Бедуин уже крутил колесо одного из вентилей и объяснял что это  вода, а рядом воздух для перемешивания, а когда  сказал про насосы внизу, то  я окончательно понял, что устройство простое, и очень похожее на Содовую башню. На стене возле входа висел такой же, как на Содовой башне огромный с тяжелой трубкой телефон, а рядом  располагались кнопки насоса.
- Все, то же, – прокричал я Бедуину, перекрикивая шум воды, которая падала в огромную емкость.

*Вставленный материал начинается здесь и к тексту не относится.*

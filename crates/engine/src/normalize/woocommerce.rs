//! WooCommerce order conversion.
//!
//! The platform reports discount, tax, shipping, and total individually but
//! no subtotal; it is reconstructed as `total - tax - delivery + discount`
//! in integer cents so binary floating point never drifts the figures.

use orderdeck_core::{
    CUSTOMER_NAME_MAX, ITEM_TITLE_MAX, LineItem, Order, Platform, from_cents, round_money,
    to_cents, truncate_chars,
};

use crate::error::SyncError;
use crate::platforms::woocommerce::WooOrder;

use super::{parse_amount, strip_zone};

pub(super) fn normalize(order: &WooOrder) -> Result<(Order, Vec<LineItem>), SyncError> {
    let discount = round_money(parse_amount(&order.discount_total, "discount_total")?);
    let delivery = round_money(parse_amount(&order.shipping_total, "shipping_total")?);
    let tax = round_money(parse_amount(&order.total_tax, "total_tax")?);
    let total = round_money(parse_amount(&order.total, "total")?);
    let subtotal =
        from_cents(to_cents(total) - to_cents(tax) - to_cents(delivery) + to_cents(discount));

    let canonical = Order {
        order_id: order.number.clone(),
        platform: Platform::WooCommerce,
        creation_date: strip_zone(&order.date_created_gmt),
        customer_name: truncate_chars(&order.customer_id.to_string(), CUSTOMER_NAME_MAX),
        subtotal_amount: subtotal,
        discount_amount: discount,
        delivery_amount: delivery,
        tax_amount: tax,
        total_amount: total,
    };

    let line_items = order
        .line_items
        .iter()
        .map(|item| {
            Ok(LineItem {
                line_id: item.id.to_string(),
                order_id: order.number.clone(),
                sku: item.sku.clone().unwrap_or_default(),
                title: truncate_chars(&item.name, ITEM_TITLE_MAX),
                quantity: item.quantity,
                total_amount: round_money(parse_amount(&item.total, "line_items.total")?),
            })
        })
        .collect::<Result<Vec<_>, SyncError>>()?;

    Ok((canonical, line_items))
}

#[cfg(test)]
mod tests {
    use rust_decimal::Decimal;

    use super::*;

    fn fixture(discount: &str, shipping: &str, tax: &str, total: &str) -> WooOrder {
        serde_json::from_value(serde_json::json!({
            "number": "727",
            "date_created_gmt": "2017-03-22T16:28:02",
            "customer_id": 26,
            "discount_total": discount,
            "shipping_total": shipping,
            "total_tax": tax,
            "total": total,
            "line_items": [
                {"id": 315, "name": "Woo Single #1", "quantity": 2,
                 "sku": "woo-single-1", "total": "6.00"}
            ]
        }))
        .expect("fixture parses")
    }

    #[test]
    fn test_subtotal_is_derived_from_components() {
        let (order, _) = normalize(&fixture("10.00", "10.00", "1.35", "29.35")).expect("normalizes");
        // 29.35 - 1.35 - 10.00 + 10.00 = 28.00
        assert_eq!(order.subtotal_amount, Decimal::new(2800, 2));
        assert_eq!(order.customer_name, "26");
        assert_eq!(order.creation_date, "2017-03-22T16:28:02");
    }

    #[test]
    fn test_component_identity_holds_to_the_cent() {
        // Values chosen to be lossy in binary floating point.
        let cases = [
            ("0.00", "0.00", "0.00", "0.00"),
            ("1.50", "4.99", "0.83", "10.10"),
            ("0.10", "0.20", "0.30", "0.70"),
            ("33.33", "7.77", "2.22", "111.11"),
        ];
        for (discount, shipping, tax, total) in cases {
            let (order, _) =
                normalize(&fixture(discount, shipping, tax, total)).expect("normalizes");
            assert_eq!(
                order.subtotal_amount + order.tax_amount + order.delivery_amount
                    - order.discount_amount,
                order.total_amount,
                "identity failed for total {total}"
            );
        }
    }

    #[test]
    fn test_line_items_map_numeric_ids_to_strings() {
        let (_, items) = normalize(&fixture("0.00", "0.00", "0.00", "6.00")).expect("normalizes");
        let line = items.first().expect("one line");
        assert_eq!(line.line_id, "315");
        assert_eq!(line.order_id, "727");
        assert_eq!(line.total_amount, Decimal::new(600, 2));
    }
}
//! Monetary helpers over exact decimal arithmetic.
//!
//! All canonical amounts are `DECIMAL(9,2)` in storage. Derived amounts
//! (e.g. a subtotal reconstructed from component totals) are computed in
//! integer cents so no binary floating point ever touches money.

use rust_decimal::prelude::ToPrimitive;
use rust_decimal::{Decimal, RoundingStrategy};

/// Convert an amount to integer cents, rounding half away from zero.
#[must_use]
pub fn to_cents(amount: Decimal) -> i64 {
    (amount * Decimal::ONE_HUNDRED)
        .round_dp_with_strategy(0, RoundingStrategy::MidpointAwayFromZero)
        .to_i64()
        .unwrap_or(0)
}

/// Convert integer cents back to a two-decimal amount.
#[must_use]
pub fn from_cents(cents: i64) -> Decimal {
    Decimal::new(cents, 2)
}

/// Round an amount to exactly two fractional digits for storage.
#[must_use]
pub fn round_money(amount: Decimal) -> Decimal {
    amount.round_dp_with_strategy(2, RoundingStrategy::MidpointAwayFromZero)
}

#[cfg(test)]
mod tests {
    use super::*;

    #[test]
    fn test_cents_round_trip() {
        let amount = Decimal::new(1999, 2); // 19.99
        assert_eq!(to_cents(amount), 1999);
        assert_eq!(from_cents(1999), amount);
    }

    #[test]
    fn test_to_cents_rounds_half_away_from_zero() {
        // 0.005 -> 1 cent, not banker's 0
        assert_eq!(to_cents(Decimal::new(5, 3)), 1);
        assert_eq!(to_cents(Decimal::new(-5, 3)), -1);
    }

    #[test]
    fn test_round_money_two_places() {
        assert_eq!(round_money(Decimal::new(12345, 3)), Decimal::new(1235, 2)); // 12.345 -> 12.35
        assert_eq!(round_money(Decimal::new(10, 1)), Decimal::new(100, 2)); // 1.0 -> 1.00
    }

    #[test]
    fn test_component_identity_in_cents() {
        // total - tax - delivery + discount must reconstruct the subtotal
        // exactly, for values that are lossy in binary floating point.
        let total = Decimal::new(1010, 2); // 10.10
        let tax = Decimal::new(83, 2); // 0.83
        let delivery = Decimal::new(499, 2); // 4.99
        let discount = Decimal::new(150, 2); // 1.50

        let subtotal =
            from_cents(to_cents(total) - to_cents(tax) - to_cents(delivery) + to_cents(discount));
        assert_eq!(subtotal, Decimal::new(578, 2)); // 5.78
        assert_eq!(subtotal + tax + delivery - discount, total);
    }
}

- Вот – крикнул он в ответ и взял стоящий  рядом  на полу металлический стакан, к которому была привязана длинная веревка – Это замер и лот.
Бедуин осторожно вынул из стакана длинную стеклянную трубку похожую чем-то на большой градусник.

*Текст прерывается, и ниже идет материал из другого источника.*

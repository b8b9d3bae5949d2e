//! Orderdeck Engine - multi-platform incremental order synchronization.
//!
//! Pulls new orders from eBay, Amazon (Selling Partner API), and WooCommerce
//! into one normalized store, without ever re-importing an order already
//! recorded.
//!
//! # Architecture
//!
//! - [`config`] / [`credentials`] - durable credential document and token lifecycle
//! - [`signing`] - SigV4-style request signing for the Selling Partner API
//! - [`throttle`] - exponential backoff on throttling responses
//! - [`platforms`] - one fetcher per platform behind a uniform contract
//! - [`normalize`] - raw platform shapes mapped into the canonical schema
//! - [`store`] - the persistence boundary (known ids, bulk insert)
//! - [`orchestrator`] - per-platform pipelines with isolated failures
//!
//! # Incremental model
//!
//! eBay and WooCommerce stop paginating at the first already-imported order
//! id; Amazon filters server-side with a `CreatedAfter` watermark persisted
//! in the config document. A failed platform contributes zero orders for the
//! run and its watermark does not advance, so the next run recovers the
//! missed window.

#![cfg_attr(not(test), forbid(unsafe_code))]

pub mod config;
pub mod credentials;
pub mod error;
pub mod normalize;
pub mod orchestrator;
pub mod platforms;
pub mod signing;
pub mod store;
pub mod throttle;

pub use config::{ConfigDocument, ConfigError};
pub use credentials::CredentialStore;
pub use error::SyncError;
pub use orchestrator::{SyncOrchestrator, SyncPhase, SyncReport, filter_known};
pub use store::{OrderStore, PgOrderStore};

- Плотность измеряет! - кричал он – Если  плавает ниже этого деления, значит, соли мало, а если выше значит много и надо добавлять воды. Понял?
 Я не совсем уверено кивнул.
- Ничего! Не велика наука. Пойдем!
Мы вышли  под навес, и Бедуин ступил на деревянные трапы, которые изгибаясь под разными углами, повели нас сквозь барханы соли куда-то вдаль и ввысь. Мы шли до тех пор, пока не оказались в дальнем конце склада и под самой его крышей. Там на плоском пятачке стояли две металлические, большие и тяжелые даже на вид, одноколесные тачки, с длинными и широко расставленными ручками- рогами. Рядом воткнутые в рыхлую поверхность торчали несколько совковых лопат. 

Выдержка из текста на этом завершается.